Desequilíbrios musculares: como a fraqueza dos fibulares silencia a proteção do tornozelo

Desequilíbrios musculares: como a fraqueza dos fibulares silencia a proteção do tornozelo

Você já sentiu aquela insegurança ao pisar em um terreno levemente irregular, como se o tornozelo fosse “ceder” a qualquer momento? Muita gente ignora esse aviso do corpo, tratando como um simples descuido, mas, na maioria das vezes, o problema tem nome e endereço: fraqueza dos músculos fibulares. Eles são dois pequenos músculos localizados na lateral da perna que funcionam como os verdadeiros guardiões da estabilidade do seu tornozelo. Quando perdem a força ou a agilidade de resposta, toda a estrutura fica exposta a entorses.

A função invisível dos estabilizadores laterais

Pense nos músculos fibulares — o longo e o curto — como cabos de sustentação de uma ponte suspensa. Eles percorrem a lateral externa do tornozelo e se inserem na base do pé. A função deles não é apenas mover o pé para fora, mas manter o tornozelo alinhado toda vez que o calcanhar toca o solo. Quando você pisa, esses músculos entram em ação em milissegundos para impedir que o pé vire para dentro, um movimento chamado inversão.

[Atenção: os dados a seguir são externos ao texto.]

//! Record-to-row conversion for one table-write session.

use hive3stream_core::{Record, RecordField, RecordSchema};
use rust_decimal::{Decimal, RoundingStrategy};
use tracing::{debug, warn};

use crate::{
    error::{ConfigError, ConversionError, FieldError},
    position::FieldPositionMap,
    properties::{DecimalMode, TableProperties},
    row::{Row, RowValue},
    table::TableSchema,
    timestamp::TimestampParser,
    type_info::{PrimitiveType, TypeInfo},
};

/// Running statistics of an adapter instance.
#[derive(Debug, Clone, Copy, PartialEq, Eq, Default)]
pub struct SerDeStats {
    row_count: u64,
}

impl SerDeStats {
    /// Records converted successfully so far.
    pub fn row_count(&self) -> u64 {
        self.row_count
    }
}

/// Converts self-describing records into rows of a fixed table schema.
///
/// Field positions are resolved once in [`initialize`](Self::initialize);
/// each call to [`deserialize`](Self::deserialize) then produces a fresh
/// row with one slot per table column.
#[derive(Debug, Clone)]
pub struct RecordSerDe {
    table: TableSchema,
    positions: FieldPositionMap,
    timestamps: TimestampParser,
    decimal_mode: DecimalMode,
    stats: SerDeStats,
}

impl RecordSerDe {
    /// Build the table schema and resolve `source` against it.
    pub fn initialize(
        properties: &TableProperties,
        source: &RecordSchema,
    ) -> Result<Self, ConfigError> {
        debug!(
            columns = ?properties.column_names,
            types = properties.column_types.len(),
            "initializing record serde"
        );

        let table = TableSchema::new(&properties.column_names, &properties.column_types)?;
        let positions = FieldPositionMap::resolve(&table, source)?;

        debug!(
            mapped = positions.len(),
            unmapped = ?positions.unmapped(),
            decimal_mode = %properties.decimal_mode,
            "resolved field positions"
        );

        Ok(Self {
            table,
            positions,
            timestamps: TimestampParser::new(properties.timestamp_formats.clone()),
            decimal_mode: properties.decimal_mode,
            stats: SerDeStats::default(),
        })
    }

    /// Convert one record into a row.
    ///
    /// Fields the table does not declare are skipped and columns the record
    /// lacks stay absent. A field that fails to convert rejects the record and
    /// leaves the statistics untouched.
    pub fn deserialize<R: Record + ?Sized>(&mut self, record: &R) -> Result<Row, ConversionError> {
        let mut row = Row::absent(self.table.len());

        for field in record.schema().iter() {
            let Some(ordinal) = self.positions.get(&field.name) else {
                continue;
            };
            let Some(column) = self.table.column(ordinal) else {
                continue;
            };

            match self.convert_field(record, field, &column.type_info) {
                Ok(value) => row.set(ordinal, value),
                Err(source) => {
                    let error = ConversionError {
                        record: record.identity(),
                        field: field.name.clone(),
                        source,
                    };
                    warn!(
                        field = %field.name,
                        column = %column.name,
                        error = %error,
                        "failed to convert record"
                    );
                    return Err(error);
                }
            }
        }

        self.stats.row_count += 1;
        Ok(row)
    }

    pub fn stats(&self) -> SerDeStats {
        self.stats
    }

    pub fn table_schema(&self) -> &TableSchema {
        &self.table
    }

    pub fn positions(&self) -> &FieldPositionMap {
        &self.positions
    }

    pub fn decimal_mode(&self) -> DecimalMode {
        self.decimal_mode
    }

    fn convert_field<R: Record + ?Sized>(
        &self,
        record: &R,
        field: &RecordField,
        type_info: &TypeInfo,
    ) -> Result<Option<RowValue>, FieldError> {
        let name = field.name.as_str();

        let primitive = match type_info {
            TypeInfo::Primitive(p) => *p,
            TypeInfo::List(_) => {
                return Ok(record.get_as_array(name)?.map(|items| {
                    RowValue::List(items.iter().map(RowValue::from_value).collect())
                }));
            }
            TypeInfo::Map { .. } | TypeInfo::Struct(_) => {
                return match record.get_value(name) {
                    Some(value) => Ok(RowValue::from_typed_value(value, &field.data_type)?),
                    None => Ok(None),
                };
            }
            TypeInfo::Union(_) => return Err(unsupported(type_info)),
        };

        let value = match primitive {
            PrimitiveType::Byte | PrimitiveType::Short | PrimitiveType::Int => {
                record.get_as_int(name)?.map(RowValue::Int)
            }
            PrimitiveType::Long => record.get_as_long(name)?.map(RowValue::Long),
            PrimitiveType::Boolean => record.get_as_boolean(name)?.map(RowValue::Boolean),
            PrimitiveType::Float => record.get_as_float(name)?.map(RowValue::Float),
            PrimitiveType::Double => record.get_as_double(name)?.map(RowValue::Double),
            PrimitiveType::String | PrimitiveType::Varchar(_) | PrimitiveType::Char(_) => {
                record.get_as_string(name)?.map(RowValue::String)
            }
            PrimitiveType::Binary => record.get_as_bytes(name)?.map(RowValue::Binary),
            PrimitiveType::Date => record
                .get_as_date(name, field.data_type.format())?
                .map(RowValue::Date),
            PrimitiveType::Timestamp => match record.get_value(name) {
                Some(raw) => self
                    .timestamps
                    .parse(raw, field.data_type.format())?
                    .map(RowValue::Timestamp),
                None => None,
            },
            PrimitiveType::Decimal { precision, scale } => match self.decimal_mode {
                DecimalMode::Double => record.get_as_double(name)?.map(RowValue::Double),
                DecimalMode::Exact => record
                    .get_as_decimal(name)?
                    .map(|d| fit_decimal(d, precision, scale))
                    .transpose()?
                    .map(RowValue::Decimal),
            },
            PrimitiveType::Void
            | PrimitiveType::TimestampLocalTz
            | PrimitiveType::IntervalYearMonth
            | PrimitiveType::IntervalDayTime => return Err(unsupported(type_info)),
        };
        Ok(value)
    }
}

fn unsupported(type_info: &TypeInfo) -> FieldError {
    FieldError::UnsupportedType {
        type_name: type_info.to_string(),
    }
}

/// Round `value` to `scale` and check the integer digits fit `precision`.
fn fit_decimal(value: Decimal, precision: u32, scale: u32) -> Result<Decimal, FieldError> {
    let rounded = value.round_dp_with_strategy(scale, RoundingStrategy::MidpointAwayFromZero);
    let integer = rounded.trunc().abs().normalize().mantissa();
    let digits = if integer == 0 { 0 } else { integer.ilog10() + 1 };

    if digits > precision.saturating_sub(scale) {
        return Err(FieldError::DecimalOverflow {
            value: value.to_string(),
            precision,
            scale,
        });
    }
    Ok(rounded)
}
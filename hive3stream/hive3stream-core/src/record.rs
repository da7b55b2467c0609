//! Record abstraction consumed by the row adapter.

use std::collections::HashMap;

use chrono::{NaiveDate, NaiveDateTime};
use rust_decimal::Decimal;

use crate::{
    error::{RecordError, ValueError},
    schema::RecordSchema,
    value::Value,
};

/// A self-describing record: a declared schema plus values keyed by field name.
///
/// Implementors supply [`schema`](Record::schema) and
/// [`get_value`](Record::get_value); the typed accessors coerce the raw value
/// and return `Ok(None)` for absent or null fields.
pub trait Record {
    /// Schema declared by this record.
    fn schema(&self) -> &RecordSchema;

    /// Raw value of the named field, if present.
    fn get_value(&self, name: &str) -> Option<&Value>;

    fn get_as_int(&self, name: &str) -> Result<Option<i32>, RecordError> {
        coerce(self, name, Value::to_i32)
    }

    fn get_as_long(&self, name: &str) -> Result<Option<i64>, RecordError> {
        coerce(self, name, Value::to_i64)
    }

    fn get_as_boolean(&self, name: &str) -> Result<Option<bool>, RecordError> {
        coerce(self, name, Value::to_bool)
    }

    fn get_as_float(&self, name: &str) -> Result<Option<f32>, RecordError> {
        coerce(self, name, Value::to_f32)
    }

    fn get_as_double(&self, name: &str) -> Result<Option<f64>, RecordError> {
        coerce(self, name, Value::to_f64)
    }

    fn get_as_decimal(&self, name: &str) -> Result<Option<Decimal>, RecordError> {
        coerce(self, name, Value::to_decimal)
    }

    fn get_as_string(&self, name: &str) -> Result<Option<String>, RecordError> {
        coerce(self, name, Value::to_text)
    }

    fn get_as_bytes(&self, name: &str) -> Result<Option<Vec<u8>>, RecordError> {
        coerce(self, name, Value::to_bytes)
    }

    fn get_as_array(&self, name: &str) -> Result<Option<Vec<Value>>, RecordError> {
        coerce(self, name, Value::to_array)
    }

    fn get_as_date(&self, name: &str, format: Option<&str>) -> Result<Option<NaiveDate>, RecordError> {
        coerce(self, name, |v| v.to_date(format))
    }

    fn get_as_timestamp(
        &self,
        name: &str,
        format: Option<&str>,
    ) -> Result<Option<NaiveDateTime>, RecordError> {
        coerce(self, name, |v| v.to_timestamp(format))
    }

    /// Short human-readable rendering used to identify the record in errors.
    fn identity(&self) -> String {
        let fields: Vec<String> = self
            .schema()
            .iter()
            .map(|f| match self.get_value(&f.name) {
                Some(v) => format!("{}={v}", f.name),
                None => format!("{}=null", f.name),
            })
            .collect();
        format!("{{{}}}", fields.join(", "))
    }
}

fn coerce<R, T>(
    record: &R,
    name: &str,
    convert: impl FnOnce(&Value) -> Result<Option<T>, ValueError>,
) -> Result<Option<T>, RecordError>
where
    R: Record + ?Sized,
{
    match record.get_value(name) {
        None => Ok(None),
        Some(value) => convert(value).map_err(|source| RecordError::Field {
            field: name.to_string(),
            source,
        }),
    }
}

/// In-memory [`Record`] backed by a hash map.
#[derive(Debug, Clone, PartialEq, Default)]
pub struct MapRecord {
    schema: RecordSchema,
    values: HashMap<String, Value>,
}

impl MapRecord {
    pub fn new<K: Into<String>>(
        schema: RecordSchema,
        values: impl IntoIterator<Item = (K, Value)>,
    ) -> Self {
        Self {
            schema,
            values: values.into_iter().map(|(k, v)| (k.into(), v)).collect(),
        }
    }

    /// Set or replace the value of a field.
    pub fn set_value(&mut self, name: impl Into<String>, value: Value) {
        self.values.insert(name.into(), value);
    }
}

impl Record for MapRecord {
    fn schema(&self) -> &RecordSchema {
        &self.schema
    }

    fn get_value(&self, name: &str) -> Option<&Value> {
        self.values.get(name)
    }
}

Se eles estiverem fracos, o tempo de resposta neuromuscular atrasa. É como um freio de carro que demora um segundo a mais para responder: esse pequeno atraso é o suficiente para que o ligamento sofra um estiramento ou, em casos mais graves, uma ruptura parcial. Não é raro atender pacientes que sofrem entorses recorrentes sem nem precisar de um grande impacto; basta um passo em falso na calçada ou um desnível sutil na trilha para o tornozelo “trair” o movimento.

O efeito dominó na biomecânica do caminhar

A fraqueza não afeta apenas a articulação que protege. Quando o tornozelo se torna instável, o corpo, em um mecanismo de compensação, tenta ajustar a passada. Você pode começar a pisar de forma mais rígida, jogando o peso para a parte interna do pé para evitar a dor lateral. Isso gera um efeito cascata. O joelho passa a trabalhar fora do seu eixo natural, o quadril entra em uma rotação diferente e, logo, a dor que era só no tornozelo vira uma queixa na lombar ou na própria articulação do joelho.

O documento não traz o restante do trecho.